Я был верующим. Я рос с чувством сильной фундаментальной веры. И я медленно уходил от этого в сторону. Больше я не верю ни в ад, ни в рай. Но я считаю, что очень важно поставить перед собой этот основной вопрос — в чем смысл жизни? Со мной не произошло никакого внезапного превращения, я не стал ни с того ни с сего атеистом, я постепенно уходил в сторону от христианского фундаментализма. Мне сложно обозначить это каким-то термином, но меня по-прежнему очень волнуют — если можно так сказать — вопросы христианства. Я часто говорю с богословами, обсуждаю эти обстоятельства моей жизни, чтобы понять, кто же я на самом деле.
Вы больше даже говорили о религиозности. Но в принципе само существование Бога вызывает у вас сомнения? Вы думаете, скорее, что Бог есть или его нет?
Никакого Бога не существует. Если ставить вопрос таким образом — есть Бог или нет, — то ответ будет таким: никакого Бога не существует. Не существует Бога в том виде, в каком он есть в представлениях христианства или ислама. Это разновидность фиксации на личности. Но если поставить вопрос так: есть ли Бог внутри меня, и как я его воспринимаю, и как я пытаюсь при помощи этого Бога наполнить смыслом свою жизнь, — так вот, на этот вопрос я отвечу: да, Бог существует внутри меня.
В 60-е годы, в годы такого научного оптимизма, практически во всем мире и в Европе в частности, вы пишете один из своих романов — «Пятая зима магнетизера», где затрагиваете совершенно другие вопросы. Вы пишете о мистике, о вере, о лжи, обмане в противовес рационализму.
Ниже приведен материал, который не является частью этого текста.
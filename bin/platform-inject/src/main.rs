use platform_inject::transform::properties::{
    INJECT_INJECTABLES, PLATFORM_NAME, PLATFORM_PACKAGE, UNIQUE_IDENTIFIER,
};
use platform_inject::transform::{
    Diagnostics, DirectoryAccess, Error, Injector, Properties, SimpleTransformerContext,
};

use clap::{value_parser, Arg, ArgAction, Command};
use std::fs;
use std::io;
use std::path::PathBuf;
use walkdir::WalkDir;

fn main() -> Result<(), Error> {
    env_logger::init();

    let matches = Command::new("Platform injector")
        .version(clap::crate_version!())
        .about("Rewrite compiled classes so @ExpectPlatform methods call platform implementations")
        .arg(
            Arg::new("properties")
                .long("properties")
                .value_name("FILE")
                .value_parser(value_parser!(PathBuf))
                .action(ArgAction::Set)
                .help("Read properties from a `.properties` file"),
        )
        .arg(
            Arg::new("define")
                .short('D')
                .value_name("KEY=VALUE")
                .action(ArgAction::Append)
                .help("Set a property (overrides the properties file)"),
        )
        .arg(
            Arg::new("platform")
                .long("platform")
                .value_name("NAME")
                .action(ArgAction::Set)
                .help("Platform being built (eg. `fabric`, `forge`)"),
        )
        .arg(
            Arg::new("platform-package")
                .long("platform-package")
                .value_name("PACKAGE")
                .action(ArgAction::Set)
                .help("Package segment of platform implementations, if not the platform name"),
        )
        .arg(
            Arg::new("unique-id")
                .long("unique-id")
                .value_name("NAMESPACE")
                .action(ArgAction::Set)
                .help("Namespace of injected classes (eg. `gen/mymod`)"),
        )
        .arg(
            Arg::new("no-inject")
                .long("no-inject")
                .action(ArgAction::SetTrue)
                .help("Copy classes without transforming them"),
        )
        .arg(
            Arg::new("INPUT")
                .help("Directory of compiled classes")
                .value_parser(value_parser!(PathBuf))
                .required(true)
                .index(1),
        )
        .arg(
            Arg::new("OUTPUT")
                .help("Directory to write the transformed classes into")
                .value_parser(value_parser!(PathBuf))
                .required(true)
                .index(2),
        )
        .get_matches();

    // Later sources of properties override earlier ones
    let mut properties = Properties::new();
    if let Some(path) = matches.get_one::<PathBuf>("properties") {
        log::info!("Reading properties from '{}'", path.display());
        properties.extend(&Properties::parse(&fs::read_to_string(path)?));
    }
    for pair in matches.get_many::<String>("define").into_iter().flatten() {
        let (key, value) = Properties::parse_pair(pair);
        properties.set(key, value);
    }
    let shorthands = [
        ("platform", PLATFORM_NAME),
        ("platform-package", PLATFORM_PACKAGE),
        ("unique-id", UNIQUE_IDENTIFIER),
    ];
    for (arg, key) in shorthands {
        if let Some(value) = matches.get_one::<String>(arg) {
            properties.set(key, value.as_str());
        }
    }
    if matches.get_flag("no-inject") {
        properties.set(INJECT_INJECTABLES, "false");
    }

    let input = matches.get_one::<PathBuf>("INPUT").unwrap();
    let output = matches.get_one::<PathBuf>("OUTPUT").unwrap();
    let injector = Injector::new(&properties);
    let mut diagnostics = Diagnostics::new();

    let mut rewritten = 0;
    let mut copied = 0;
    for entry in WalkDir::new(input) {
        let entry = entry.map_err(io::Error::from)?;
        if !entry.file_type().is_file() {
            continue;
        }
        let relative = entry.path().strip_prefix(input).unwrap_or(entry.path());
        let destination = output.join(relative);
        if let Some(parent) = destination.parent() {
            fs::create_dir_all(parent)?;
        }

        let is_class = entry.path().extension().map_or(false, |ext| ext == "class");
        if is_class {
            let bytes = fs::read(entry.path())?;
            if let Some(transformed) = injector.transform_class_bytes(&bytes, &mut diagnostics)? {
                log::debug!("Writing rewritten '{}'", destination.display());
                fs::write(&destination, transformed)?;
                rewritten += 1;
                continue;
            }
        }
        fs::copy(entry.path(), &destination)?;
        copied += 1;
    }

    let context = SimpleTransformerContext::new(
        |arguments: &[String]| log::info!("Build arguments to add: {:?}", arguments),
        true,
        true,
        true,
    );
    injector.inject_assets(&context, &mut DirectoryAccess::new(output))?;

    log::info!(
        "Rewrote {} classes and copied {} unchanged files into '{}'",
        rewritten,
        copied,
        output.display()
    );
    if !diagnostics.is_empty() {
        log::warn!("{} problems reported", diagnostics.len());
    }

    Ok(())
}
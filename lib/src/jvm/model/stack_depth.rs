//! Computing `max_stack` and `max_locals` for method bodies
//!
//! The operand stack depth at every instruction is found by propagating depths along the control
//! flow graph, starting from the first instruction (with an empty stack) and from every exception
//! handler (with the thrown exception on the stack). Code that passes verification has a single
//! consistent depth at each instruction, so every element only needs to be visited once.

use crate::jvm::code::{BranchInstruction, CodeElement, Instruction, Label};
use crate::jvm::model::{CodeBranchInstruction, CodeInstruction, ExceptionHandler};
use crate::jvm::{BinaryName, Error, MethodDescriptor};
use crate::util::Width;
use std::collections::HashMap;

/// Number of stack slots popped and pushed by a non-branching instruction
fn stack_effect(instruction: &CodeInstruction) -> (usize, usize) {
    use Instruction::*;

    match instruction {
        Nop | IInc(_, _) => (0, 0),
        AConstNull | IConstM1 | IConst0 | IConst1 | IConst2 | IConst3 | IConst4 | IConst5
        | FConst0 | FConst1 | FConst2 | BiPush(_) | SiPush(_) => (0, 1),
        LConst0 | LConst1 | DConst0 | DConst1 => (0, 2),
        Ldc(_) => (0, 1),
        Ldc2(_) => (0, 2),
        ILoad(_) | FLoad(_) | ALoad(_) => (0, 1),
        LLoad(_) | DLoad(_) => (0, 2),
        IALoad | FALoad | AALoad | BALoad | CALoad | SALoad => (2, 1),
        LALoad | DALoad => (2, 2),
        IStore(_) | FStore(_) | AStore(_) => (1, 0),
        LStore(_) | DStore(_) => (2, 0),
        IAStore | FAStore | AAStore | BAStore | CAStore | SAStore => (3, 0),
        LAStore | DAStore => (4, 0),
        Pop => (1, 0),
        Pop2 => (2, 0),
        Dup => (1, 2),
        DupX1 => (2, 3),
        DupX2 => (3, 4),
        Dup2 => (2, 4),
        Dup2X1 => (3, 5),
        Dup2X2 => (4, 6),
        Swap => (2, 2),
        IAdd | FAdd | ISub | FSub | IMul | FMul | IDiv | FDiv | IRem | FRem => (2, 1),
        LAdd | DAdd | LSub | DSub | LMul | DMul | LDiv | DDiv | LRem | DRem => (4, 2),
        INeg | FNeg => (1, 1),
        LNeg | DNeg => (2, 2),
        ISh(_) => (2, 1),
        LSh(_) => (3, 2),
        IAnd | IOr | IXor => (2, 1),
        LAnd | LOr | LXor => (4, 2),
        I2F | F2I | I2B | I2C | I2S => (1, 1),
        I2L | I2D | F2L | F2D => (1, 2),
        L2I | L2F | D2I | D2F => (2, 1),
        L2D | D2L => (2, 2),
        LCmp | DCmp(_) => (4, 1),
        FCmp(_) => (2, 1),
        GetStatic(field) => (0, field.descriptor.width()),
        PutStatic(field) => (field.descriptor.width(), 0),
        GetField(field) => (1, field.descriptor.width()),
        PutField(field) => (1 + field.descriptor.width(), 0),
        Invoke(invoke_type, method) => {
            let has_this = !matches!(invoke_type, crate::jvm::code::InvokeType::Static);
            (
                method.descriptor.parameter_length(has_this),
                method.descriptor.return_width(),
            )
        }
        InvokeDynamic(indy) => (
            indy.descriptor.parameter_length(false),
            indy.descriptor.return_width(),
        ),
        New(_) => (0, 1),
        NewArray(_) | ANewArray(_) | ArrayLength | CheckCast(_) | InstanceOf(_) => (1, 1),
        MonitorEnter | MonitorExit => (1, 0),
        MultiANewArray(_, dimensions) => (*dimensions as usize, 1),
    }
}

/// Number of stack slots popped by a branch instruction
fn branch_pops(branch: &CodeBranchInstruction) -> usize {
    use BranchInstruction::*;

    match branch {
        Goto(_) | GotoW(_) | Jsr(_) | JsrW(_) | Ret(_) | Return => 0,
        If(_, _) | IfNull(_, _) | TableSwitch { .. } | LookupSwitch { .. } => 1,
        IReturn | FReturn | AReturn | AThrow => 1,
        IfICmp(_, _) | IfACmp(_, _) => 2,
        LReturn | DReturn => 2,
    }
}

/// Compute the maximum depth of the operand stack
pub fn max_stack(
    elements: &[CodeElement<CodeInstruction, CodeBranchInstruction>],
    exception_handlers: &[ExceptionHandler],
) -> Result<u16, Error> {
    let label_indices: HashMap<Label, usize> = elements
        .iter()
        .enumerate()
        .filter_map(|(idx, element)| match element {
            CodeElement::Label(label) => Some((*label, idx)),
            _ => None,
        })
        .collect();
    let index_of = |label: &Label| -> Result<usize, Error> {
        label_indices
            .get(label)
            .copied()
            .ok_or(Error::UndefinedLabel(*label))
    };

    let mut visited = vec![false; elements.len()];
    let mut worklist: Vec<(usize, usize)> = vec![(0, 0)];
    for handler in exception_handlers {
        worklist.push((index_of(&handler.handler)?, 1));
    }

    let mut max_depth = 0;
    while let Some((start, mut depth)) = worklist.pop() {
        max_depth = max_depth.max(depth);
        for idx in start..elements.len() {
            if visited[idx] {
                break;
            }
            visited[idx] = true;

            match &elements[idx] {
                CodeElement::Label(_) => (),
                CodeElement::Instruction(instruction) => {
                    let (pops, pushes) = stack_effect(instruction);
                    depth = depth.saturating_sub(pops) + pushes;
                }
                CodeElement::Branch(branch) => {
                    depth = depth.saturating_sub(branch_pops(branch));
                    let target_depth = match branch {
                        BranchInstruction::Jsr(_) | BranchInstruction::JsrW(_) => depth + 1,
                        _ => depth,
                    };
                    for target in branch.jump_targets() {
                        worklist.push((index_of(&target)?, target_depth));
                    }
                    max_depth = max_depth.max(target_depth);
                    if !branch.falls_through() {
                        break;
                    }
                }
            }
            max_depth = max_depth.max(depth);
        }
    }

    Ok(u16::try_from(max_depth).unwrap_or(u16::MAX))
}

/// Compute the number of local variable slots, from the parameters and every local access
pub fn max_locals(
    elements: &[CodeElement<CodeInstruction, CodeBranchInstruction>],
    descriptor: &MethodDescriptor<BinaryName>,
    is_static: bool,
) -> u16 {
    use Instruction::*;

    let mut max_locals = descriptor.parameter_length(!is_static);
    for element in elements {
        let used = match element {
            CodeElement::Instruction(
                ILoad(idx) | FLoad(idx) | ALoad(idx) | IStore(idx) | FStore(idx) | AStore(idx)
                | IInc(idx, _),
            ) => *idx as usize + 1,
            CodeElement::Instruction(LLoad(idx) | DLoad(idx) | LStore(idx) | DStore(idx)) => {
                *idx as usize + 2
            }
            CodeElement::Branch(BranchInstruction::Ret(idx)) => *idx as usize + 1,
            _ => 0,
        };
        max_locals = max_locals.max(used);
    }
    u16::try_from(max_locals).unwrap_or(u16::MAX)
}

#[cfg(test)]
mod test {
    use super::*;
    use crate::jvm::code::OrdComparison;
    use crate::jvm::{FieldType, ParseDescriptor};

    type Element = CodeElement<CodeInstruction, CodeBranchInstruction>;

    fn insn(instruction: CodeInstruction) -> Element {
        CodeElement::Instruction(instruction)
    }

    fn branch(branch: CodeBranchInstruction) -> Element {
        CodeElement::Branch(branch)
    }

    #[test]
    fn straight_line() {
        let code = vec![
            insn(Instruction::LLoad(0)),
            insn(Instruction::LLoad(2)),
            insn(Instruction::LAdd),
            branch(BranchInstruction::LReturn),
        ];
        assert_eq!(max_stack(&code, &[]).unwrap(), 4);

        let descriptor = MethodDescriptor::parse("(JJ)J").unwrap();
        assert_eq!(max_locals(&code, &descriptor, true), 4);
        assert_eq!(max_locals(&code, &descriptor, false), 5);
    }

    #[test]
    fn branches_and_handlers() {
        let (target, end, handler) = (Label(0), Label(1), Label(2));
        let code = vec![
            insn(Instruction::ILoad(0)),
            branch(BranchInstruction::If(OrdComparison::EQ, target)),
            insn(Instruction::IConst1),
            insn(Instruction::IConst2),
            insn(Instruction::IAdd),
            branch(BranchInstruction::IReturn),
            CodeElement::Label(target),
            insn(Instruction::IConst0),
            branch(BranchInstruction::Goto(end)),
            CodeElement::Label(handler),
            insn(Instruction::Dup),
            insn(Instruction::Dup),
            insn(Instruction::Pop2),
            insn(Instruction::Pop),
            insn(Instruction::IConst0),
            CodeElement::Label(end),
            branch(BranchInstruction::IReturn),
        ];
        let handlers = vec![ExceptionHandler {
            start: target,
            end,
            handler,
            catch_type: None,
        }];
        assert_eq!(max_stack(&code, &[]).unwrap(), 2);
        assert_eq!(max_stack(&code, &handlers).unwrap(), 3);

        let descriptor = MethodDescriptor {
            parameters: vec![FieldType::int()],
            return_type: Some(FieldType::int()),
        };
        assert_eq!(max_locals(&code, &descriptor, true), 1);
    }

    #[test]
    fn undefined_handler_label() {
        let code = vec![branch(BranchInstruction::Return)];
        let handlers = vec![ExceptionHandler {
            start: Label(0),
            end: Label(0),
            handler: Label(5),
            catch_type: None,
        }];
        assert!(matches!(
            max_stack(&code, &handlers),
            Err(Error::UndefinedLabel(Label(5)))
        ));
    }
}
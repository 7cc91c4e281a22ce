//! Symbolic representation of classes
//!
//! This is the representation that transformations work on. Every constant pool reference is
//! resolved into names, descriptors, and literal values, and method bodies are lists of
//! instructions addressed by labels instead of offsets.
//!
//!   - __Class__ is represented using [`Class`]
//!   - __Method__ is represented using [`Method`] (with its body in [`Code`])
//!   - __Field__ is represented using [`Field`]
//!
//! Lifting goes from a [`crate::jvm::class_file::ClassFile`] to a [`Class`] and lowering goes
//! back. Attributes that aren't understood are carried along as [`RawAttribute`].

mod annotation;
mod attribute;
mod class;
mod code;
mod constant;
mod field;
mod method;
pub mod stack_depth;

pub use annotation::*;
pub use attribute::*;
pub use class::*;
pub use code::*;
pub use constant::*;
pub use field::*;
pub use method::*;
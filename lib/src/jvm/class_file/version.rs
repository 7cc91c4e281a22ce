use crate::jvm::class_file::{Deserialize, Serialize};
use crate::jvm::Error;
use byteorder::{ReadBytesExt, WriteBytesExt};

/// Version of the class file, which is used to verify that the JVM has the
/// necessary features to interpret the class
///
/// Ordering compares the major version first.
#[derive(Copy, Clone, PartialEq, Eq, Hash, PartialOrd, Ord, Debug)]
pub struct Version {
    pub major_version: u16,
    pub minor_version: u16,
}

impl Version {
    /// JVM class file version corresponding to Java SE 8 (released March 2014)
    pub const JAVA8: Version = Version {
        major_version: 52,
        minor_version: 0,
    };
}

impl Serialize for Version {
    fn serialize<W: WriteBytesExt>(&self, writer: &mut W) -> std::io::Result<()> {
        self.minor_version.serialize(writer)?;
        self.major_version.serialize(writer)?;
        Ok(())
    }
}

impl Deserialize for Version {
    fn deserialize<R: ReadBytesExt>(reader: &mut R) -> Result<Self, Error> {
        let minor_version = u16::deserialize(reader)?;
        let major_version = u16::deserialize(reader)?;
        Ok(Version {
            major_version,
            minor_version,
        })
    }
}
impl<C> FieldType<C> {
    pub fn map<C2>(&self, map_class: impl FnOnce(&C) -> C2) -> FieldType<C2> {
        match self {
            FieldType::Base(base_type) => FieldType::Base(*base_type),
            FieldType::Ref(ref_type) => FieldType::Ref(ref_type.map(map_class)),
        }
    }

    pub fn array(field_type: FieldType<C>) -> FieldType<C> {
        FieldType::Ref(RefType::array(field_type))
    }

    pub const fn object(class_name: C) -> FieldType<C> {
        FieldType::Ref(RefType::Object(class_name))
    }

    pub const fn int() -> FieldType<C> {
        FieldType::Base(BaseType::Int)
    }

    pub const fn long() -> FieldType<C> {
        FieldType::Base(BaseType::Long)
    }

    pub const fn float() -> FieldType<C> {
        FieldType::Base(BaseType::Float)
    }

    pub const fn double() -> FieldType<C> {
        FieldType::Base(BaseType::Double)
    }

    pub const fn char() -> FieldType<C> {
        FieldType::Base(BaseType::Char)
    }

    pub const fn short() -> FieldType<C> {
        FieldType::Base(BaseType::Short)
    }

    pub const fn byte() -> FieldType<C> {
        FieldType::Base(BaseType::Byte)
    }

    pub const fn boolean() -> FieldType<C> {
        FieldType::Base(BaseType::Boolean)
    }
}

impl<C: RenderDescriptor> RenderDescriptor for FieldType<C> {
    fn render_to(&self, write_to: &mut String) {
        match self {
            FieldType::Base(base_type) => base_type.render_to(write_to),
            FieldType::Ref(reference_type) => reference_type.render_to(write_to),
        }
    }
}

impl<C: ParseDescriptor> ParseDescriptor for FieldType<C> {
    fn parse_from(source: &mut Peekable<Chars>) -> Result<Self> {
        match source.peek().copied() {
            None => Err(Error::new(ErrorKind::UnexpectedEof, "Missing field type")),
            Some('B' | 'C' | 'D' | 'F' | 'I' | 'J' | 'S' | 'Z') => {
                BaseType::parse_from(source).map(FieldType::Base)
            }
            Some('L' | '[') => RefType::parse_from(source).map(FieldType::Ref),
            Some(c) => {
                let msg = format!("Invalid reference type character '{}'", c);
                Err(Error::new(ErrorKind::InvalidInput, msg))
            }
        }
    }
}
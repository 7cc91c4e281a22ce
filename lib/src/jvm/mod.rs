//! Read, manipulate, and write JVM classes
//!
//! There are two representations of a class:
//!
//!   - [`class_file`] mirrors the binary format, with constant pool indices everywhere
//!   - [`model`] resolves those indices into names, descriptors, and labelled instructions
//!
//! Transformations work on the [`model`] and [`remapper`] renames classes throughout it.
//!
//! ### Simple example
//!
//! Consider the following simple Java class:
//!
//! ```java,ignore,no_run
//! public final class Greeter {
//!     public static String greeting() {
//!         return "hello";
//!     }
//! }
//! ```
//!
//! Generating an analogous class file, then reading it back, can be done as follows:
//!
//! ```
//! use platform_inject::jvm::class_file::Version;
//! use platform_inject::jvm::code::{BranchInstruction, CodeElement, Instruction};
//! use platform_inject::jvm::model::{Class, Code, ConstantData, Method};
//! use platform_inject::jvm::*;
//!
//! # fn generate_class() -> Result<(), Error> {
//! let mut class = Class::new(
//!     Version::JAVA8,
//!     ClassAccessFlags::PUBLIC | ClassAccessFlags::FINAL | ClassAccessFlags::SUPER,
//!     BinaryName::from_string(String::from("me/example/Greeter")).unwrap(),
//!     Some(BinaryName::OBJECT),
//! );
//!
//! let mut greeting = Method::new(
//!     MethodAccessFlags::PUBLIC | MethodAccessFlags::STATIC,
//!     UnqualifiedName::from_string(String::from("greeting")).unwrap(),
//!     MethodDescriptor {
//!         parameters: vec![],
//!         return_type: Some(FieldType::object(BinaryName::STRING)),
//!     },
//! );
//! greeting.code = Some(Code::from_instructions(vec![
//!     CodeElement::Instruction(Instruction::Ldc(ConstantData::String(String::from("hello")))),
//!     CodeElement::Branch(BranchInstruction::AReturn),
//! ]));
//! class.methods.push(greeting);
//!
//! // Encode the class into bytes (`max_stack` and `max_locals` get computed)
//! let class_bytes: Vec<u8> = class.to_bytes()?;
//!
//! // Decode it again
//! let parsed = Class::parse(&class_bytes)?;
//! assert_eq!(parsed.methods[0].code.as_ref().unwrap().max_stack, Some(1));
//! # Ok(())
//! # }
//! # generate_class().unwrap();
//! ```

mod access_flags;
pub mod class_file;
pub mod code;
mod descriptors;
mod errors;
pub mod model;
mod names;
pub mod remapper;

pub use access_flags::*;
pub use descriptors::*;
pub use errors::*;
pub use names::*;
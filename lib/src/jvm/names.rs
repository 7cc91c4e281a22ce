use std::borrow::Cow;
use std::fmt::{Debug, Display, Error as FmtError, Formatter};

/// Names of methods, fields
///
/// See <https://docs.oracle.com/javase/specs/jvms/se17/html/jvms-4.html#jvms-4.2.2>
#[derive(Clone, Hash, Eq, PartialEq, Ord, PartialOrd)]
pub struct UnqualifiedName(Cow<'static, str>);

/// Names of classes and interfaces, in their internal (slash-separated) form
///
/// See <https://docs.oracle.com/javase/specs/jvms/se17/html/jvms-4.html#jvms-4.2.1>
#[derive(Clone, Hash, Eq, PartialEq, Ord, PartialOrd)]
pub struct BinaryName(Cow<'static, str>);

/// Extracts the raw underlying string name
impl AsRef<str> for UnqualifiedName {
    fn as_ref(&self) -> &str {
        self.0.as_ref()
    }
}

/// Extracts the raw underlying string name
impl AsRef<str> for BinaryName {
    fn as_ref(&self) -> &str {
        self.0.as_ref()
    }
}

pub trait Name: Sized {
    /// Check if a string would be a valid name
    fn check_valid(name: impl AsRef<str>) -> Result<(), String>;

    /// Extact the raw underlying string data:
    fn as_cow(&self) -> &Cow<'static, str>;

    /// Extact the raw underlying string name
    fn as_str(&self) -> &str {
        self.as_cow().as_ref()
    }

    /// Try to construct a name from a string
    fn from_string(name: String) -> Result<Self, String>;
}

impl Name for UnqualifiedName {
    fn check_valid(name: impl AsRef<str>) -> Result<(), String> {
        let name = name.as_ref();
        if name.contains(&['.', ';', '[', '/'][..]) {
            Err(format!(
                "Unqualified name '{}' contains an illegal character",
                name
            ))
        } else if name.is_empty() {
            Err(format!("Unqualified name '{}' is empty", name))
        } else {
            Ok(())
        }
    }

    fn as_cow(&self) -> &Cow<'static, str> {
        &self.0
    }

    fn from_string(name: String) -> Result<Self, String> {
        Self::check_valid(&name)?;
        Ok(UnqualifiedName(Cow::Owned(name)))
    }
}

impl Name for BinaryName {
    fn check_valid(name: impl AsRef<str>) -> Result<(), String> {
        let name = name.as_ref();
        if name.is_empty() {
            Err(format!("Binary name '{}' is empty", name))
        } else {
            name.split('/').map(UnqualifiedName::check_valid).collect()
        }
    }

    fn as_cow(&self) -> &Cow<'static, str> {
        &self.0
    }

    fn from_string(name: String) -> Result<Self, String> {
        Self::check_valid(&name)?;
        Ok(BinaryName(Cow::Owned(name)))
    }
}

impl Debug for UnqualifiedName {
    fn fmt(&self, f: &mut Formatter<'_>) -> Result<(), FmtError> {
        f.write_str(self.0.as_ref())
    }
}
impl Debug for BinaryName {
    fn fmt(&self, f: &mut Formatter<'_>) -> Result<(), FmtError> {
        f.write_str(self.0.as_ref())
    }
}

impl Display for UnqualifiedName {
    fn fmt(&self, f: &mut Formatter<'_>) -> Result<(), FmtError> {
        f.write_str(self.0.as_ref())
    }
}
impl Display for BinaryName {
    fn fmt(&self, f: &mut Formatter<'_>) -> Result<(), FmtError> {
        f.write_str(self.0.as_ref())
    }
}

impl UnqualifiedName {
    const fn name(value: &'static str) -> UnqualifiedName {
        UnqualifiedName(Cow::Borrowed(value))
    }

    // Special unqualified names - only these are allowed to have angle brackets in them
    pub const INIT: Self = Self::name("<init>");
    pub const CLINIT: Self = Self::name("<clinit>");

    pub const GETCURRENTTARGET: Self = Self::name("getCurrentTarget");
}

impl BinaryName {
    /// Split the name into its package (if it has one) and its simple name
    ///
    /// The simple name of a nested class still contains the `$` separators.
    pub fn split_package(&self) -> (Option<&str>, &str) {
        let name = self.as_str();
        match name.rfind('/') {
            Some(idx) => (Some(&name[..idx]), &name[idx + 1..]),
            None => (None, name),
        }
    }

    const fn name(value: &'static str) -> BinaryName {
        BinaryName(Cow::Borrowed(value))
    }

    // JDK names
    pub const OBJECT: Self = Self::name("java/lang/Object");
    pub const STRING: Self = Self::name("java/lang/String");
    pub const INTEGER: Self = Self::name("java/lang/Integer");
}

#[cfg(test)]
mod test {
    use super::*;

    #[test]
    fn valid_names() {
        assert!(BinaryName::from_string(String::from("com/foo/Bar$Baz")).is_ok());
        assert!(BinaryName::from_string(String::from("module-info")).is_ok());
        assert!(UnqualifiedName::from_string(String::from("<init>")).is_ok());
    }

    #[test]
    fn invalid_names() {
        assert!(BinaryName::from_string(String::new()).is_err());
        assert!(BinaryName::from_string(String::from("com//Bar")).is_err());
        assert!(BinaryName::from_string(String::from("com.foo.Bar")).is_err());
        assert!(UnqualifiedName::from_string(String::from("a/b")).is_err());
    }

    #[test]
    fn package_split() {
        let nested = BinaryName::from_string(String::from("com/foo/Bar$Baz")).unwrap();
        assert_eq!(nested.split_package(), (Some("com/foo"), "Bar$Baz"));

        let top_level = BinaryName::from_string(String::from("Bar")).unwrap();
        assert_eq!(top_level.split_package(), (None, "Bar"));
    }
}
Это был намеренный шаг? То есть эта проблема вас тогда уже волновала?
Да, но ведь «Пятая зима магнетизера» — это роман о рассудке, о рационализме в противовес иррационализму. И довольно причудливым образом эта борьба рационализма и иррационализма возникает в романе «Бланш и Мари». Шарко считает Мейснера образцом для подражания. Не знаю, по-моему, я пронес это через всю жизнь из своего детства — потому что мне кажется, что я рационалист, я себя таким считаю, я рационалист, человек интеллекта и так далее. Но вместе с тем лучше всего мне удается писать, когда я перестаю контролировать происходящее рассудком и пишу инстинктивно, не замечая своей головы. Во мне самом присутствует эта смесь рациональности и иррациональности. Не знаю, насколько это можно объяснить моим прошлым религиозным опытом. Не думаю, что 60-е были периодом рационализма в Швеции. Политизация Швеции началась только в конце того десятилетия. Я ведь написал очень большой документальный роман, который называется «Легионеры». Это политический роман, речь в нем идет о механизмах политики, которые вступают в конфликт с индивидом. В эпохе 60-х меня волнует то одно, то другое. Я не настолько разумен, как предполагаю, и не настолько рационален, как мне кажется.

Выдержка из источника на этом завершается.